WHAT YOU HAVE TO DO
Every line of the listing that contains the word "SourceContext" is to be copied out.

SOURCE RECORDS
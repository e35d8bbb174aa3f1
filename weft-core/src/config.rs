//! `weft.toml` loading, validation, and environment overrides.

use std::path::{Path, PathBuf};

use serde::{Deserialize, Serialize};

use crate::error::{Error, Result, SourceContext};
use crate::uri::is_valid_resource_uri;

/// Tool ids with this prefix are internal plumbing and exempt from the
/// one-tool-one-resource rule.
pub const INTERNAL_TOOL_PREFIX: &str = "_weft.";
/// The reserved preview resource, likewise exempt.
pub const PREVIEW_RESOURCE_URI: &str = "ui://weft/preview";

pub const DEFAULT_CONFIG_FILE: &str = "weft.toml";

/// Declarative binding of a tool to a UI resource, supplied by the operator.
#[derive(Debug, Clone, PartialEq, Serialize, Deserialize)]
pub struct AppResource {
    pub tool_id: String,
    pub resource_uri: String,
    pub entry: String,
    /// Entry mounts itself into the DOM; skips the wrapper scaffold. When
    /// unset the builder falls back to a textual heuristic.
    #[serde(default, skip_serializing_if = "Option::is_none")]
    pub standalone: Option<bool>,
}

impl AppResource {
    /// Internal resources are exempt from tool-mapping checks.
    pub fn is_internal(&self) -> bool {
        self.tool_id.starts_with(INTERNAL_TOOL_PREFIX) || self.resource_uri == PREVIEW_RESOURCE_URI
    }
}

#[derive(Debug, Clone, PartialEq, Serialize, Deserialize)]
pub struct ServerConfig {
    #[serde(default = "default_host")]
    pub host: String,
    #[serde(default = "default_port")]
    pub port: u16,
    #[serde(default)]
    pub open_browser: bool,
}

impl Default for ServerConfig {
    fn default() -> Self {
        Self {
            host: default_host(),
            port: default_port(),
            open_browser: false,
        }
    }
}

#[derive(Debug, Clone, Copy, PartialEq, Eq, Serialize, Deserialize)]
#[serde(rename_all = "lowercase")]
pub enum BundlerKind {
    /// Spawn `npx vite build` against the scaffold directory.
    Vite,
    /// Spawn an operator-supplied command.
    Command,
}

#[derive(Debug, Clone, PartialEq, Serialize, Deserialize)]
pub struct BundlerConfig {
    #[serde(default = "default_bundler_kind")]
    pub kind: BundlerKind,
    /// Global base path override; `/` means derive from namespace/resource.
    #[serde(default = "default_base")]
    pub base: String,
    #[serde(default = "default_assets_inline_limit")]
    pub assets_inline_limit: u64,
    /// Program to run when `kind = "command"`.
    #[serde(default, skip_serializing_if = "Option::is_none")]
    pub command: Option<String>,
    #[serde(default, skip_serializing_if = "Vec::is_empty")]
    pub args: Vec<String>,
}

impl Default for BundlerConfig {
    fn default() -> Self {
        Self {
            kind: default_bundler_kind(),
            base: default_base(),
            assets_inline_limit: default_assets_inline_limit(),
            command: None,
            args: Vec::new(),
        }
    }
}

#[derive(Debug, Clone, PartialEq, Serialize, Deserialize)]
pub struct Config {
    pub name: String,
    pub version: String,
    pub tool_globs: Vec<String>,
    #[serde(default)]
    pub app_resources: Vec<AppResource>,
    #[serde(default = "default_types_config")]
    pub types_config: String,
    #[serde(default = "default_out_dir")]
    pub out_dir: PathBuf,
    #[serde(default = "default_dist_dir")]
    pub dist_dir: PathBuf,
    #[serde(default)]
    pub server: ServerConfig,
    #[serde(default)]
    pub bundler: BundlerConfig,
}

fn default_host() -> String {
    "127.0.0.1".to_string()
}

fn default_port() -> u16 {
    8787
}

fn default_bundler_kind() -> BundlerKind {
    BundlerKind::Vite
}

fn default_base() -> String {
    "/".to_string()
}

fn default_assets_inline_limit() -> u64 {
    4096
}

fn default_types_config() -> String {
    "tsconfig.json".to_string()
}

fn default_out_dir() -> PathBuf {
    PathBuf::from(".weft")
}

fn default_dist_dir() -> PathBuf {
    PathBuf::from("dist")
}

impl Config {
    /// Parse and validate a config from TOML text.
    pub fn from_str_with_filename(content: &str, filename: &str) -> Result<Self> {
        let ctx = SourceContext::new(content, filename);
        let config: Config = toml::from_str(content).map_err(|e| ctx.parse_error(e))?;
        config.validate(&ctx)?;
        Ok(config)
    }

    /// Synthesize an in-memory config from ad-hoc tool globs, used when no
    /// config file exists but the caller supplied sources explicitly.
    pub fn adhoc(tool_globs: Vec<String>) -> Self {
        Self {
            name: "weft-adhoc".to_string(),
            version: "0.1.0".to_string(),
            tool_globs,
            app_resources: Vec::new(),
            types_config: default_types_config(),
            out_dir: default_out_dir(),
            dist_dir: default_dist_dir(),
            server: ServerConfig::default(),
            bundler: BundlerConfig::default(),
        }
    }

    fn validate(&self, ctx: &SourceContext) -> Result<()> {
        if self.name.is_empty() {
            return Err(ctx.validation_error("name must not be empty"));
        }
        if self.version.is_empty() {
            return Err(ctx.validation_error("version must not be empty"));
        }
        if self.tool_globs.is_empty() || self.tool_globs.iter().any(|g| g.is_empty()) {
            return Err(ctx.validation_error("tool_globs must contain at least one pattern"));
        }
        if self.types_config.is_empty() {
            return Err(ctx.validation_error("types_config must not be empty"));
        }
        for resource in &self.app_resources {
            if resource.tool_id.is_empty() {
                return Err(ctx.validation_error("app_resources entry is missing tool_id"));
            }
            if resource.entry.is_empty() {
                return Err(ctx.validation_error(format!(
                    "app_resources entry '{}' is missing entry",
                    resource.tool_id
                )));
            }
            if !is_valid_resource_uri(&resource.resource_uri) {
                let message = format!(
                    "invalid resource_uri '{}' (expected ui://namespace/resource)",
                    resource.resource_uri
                );
                return Err(match ctx.find_value_span(&resource.resource_uri) {
                    Some(span) => ctx.validation_error_at(message, span),
                    None => ctx.validation_error(message),
                });
            }
        }
        if self.bundler.kind == BundlerKind::Command && self.bundler.command.is_none() {
            return Err(ctx.validation_error("bundler.kind = \"command\" requires bundler.command"));
        }
        Ok(())
    }

    /// Resolve the output directory against a project root.
    pub fn out_dir_in(&self, root: &Path) -> PathBuf {
        resolve_in(root, &self.out_dir)
    }

    /// Resolve the distribution directory against a project root.
    pub fn dist_dir_in(&self, root: &Path) -> PathBuf {
        resolve_in(root, &self.dist_dir)
    }

    /// Resolve the types config path against a project root.
    pub fn types_config_in(&self, root: &Path) -> PathBuf {
        resolve_in(root, Path::new(&self.types_config))
    }

    /// Base path for one resource: the configured global base when it isn't
    /// the default `/`, otherwise `/ui/<namespace>/<resource>/`.
    pub fn base_path_for(&self, namespace: &str, resource: &str) -> String {
        if self.bundler.base != "/" && !self.bundler.base.is_empty() {
            self.bundler.base.clone()
        } else {
            format!("/ui/{namespace}/{resource}/")
        }
    }

    /// Apply `WEFT_*` environment overrides from the process environment.
    pub fn apply_env_overrides(&mut self) {
        self.apply_overrides(|key| std::env::var(key).ok());
    }

    /// Apply overrides from an arbitrary lookup, used directly by tests.
    pub fn apply_overrides<F>(&mut self, lookup: F)
    where
        F: Fn(&str) -> Option<String>,
    {
        if let Some(out) = lookup("WEFT_OUT_DIR") {
            self.out_dir = PathBuf::from(out);
        }
        if let Some(dist) = lookup("WEFT_DIST_DIR") {
            self.dist_dir = PathBuf::from(dist);
        }
        if let Some(host) = lookup("WEFT_SERVER_HOST") {
            self.server.host = host;
        }
        if let Some(port) = lookup("WEFT_SERVER_PORT")
            && let Ok(port) = port.parse()
        {
            self.server.port = port;
        }
        self.server.open_browser = env_bool(
            lookup("WEFT_OPEN_BROWSER").as_deref(),
            self.server.open_browser,
        );
        if let Some(base) = lookup("WEFT_BASE") {
            self.bundler.base = base;
        }
        if let Some(limit) = lookup("WEFT_ASSETS_INLINE_LIMIT")
            && let Ok(limit) = limit.parse()
        {
            self.bundler.assets_inline_limit = limit;
        }
    }
}

/// A weft.toml file with both raw content and parsed config.
pub struct WeftToml {
    path: PathBuf,
    content: String,
    config: Config,
}

impl WeftToml {
    /// Open and parse a weft.toml file.
    pub fn open(path: impl AsRef<Path>) -> Result<Self> {
        let path = path.as_ref().to_path_buf();
        let content = std::fs::read_to_string(&path).map_err(|e| Error::io(path.clone(), e))?;
        let filename = path.display().to_string();
        let config = Config::from_str_with_filename(&content, &filename)?;
        Ok(Self {
            path,
            content,
            config,
        })
    }

    pub fn path(&self) -> &Path {
        &self.path
    }

    pub fn content(&self) -> &str {
        &self.content
    }

    pub fn config(&self) -> &Config {
        &self.config
    }

    pub fn into_config(self) -> Config {
        self.config
    }
}

fn resolve_in(root: &Path, path: &Path) -> PathBuf {
    if path.is_absolute() {
        path.to_path_buf()
    } else {
        root.join(path)
    }
}

/// `"true"` and `"1"` are true; any other present value is false; absent
/// falls back.
pub fn env_bool(value: Option<&str>, fallback: bool) -> bool {
    match value {
        None => fallback,
        Some(v) => v == "true" || v == "1",
    }
}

WORKED SOLUTION
use crate::error::{Error, Result, SourceContext};
        let ctx = SourceContext::new(content, filename);
    fn validate(&self, ctx: &SourceContext) -> Result<()> {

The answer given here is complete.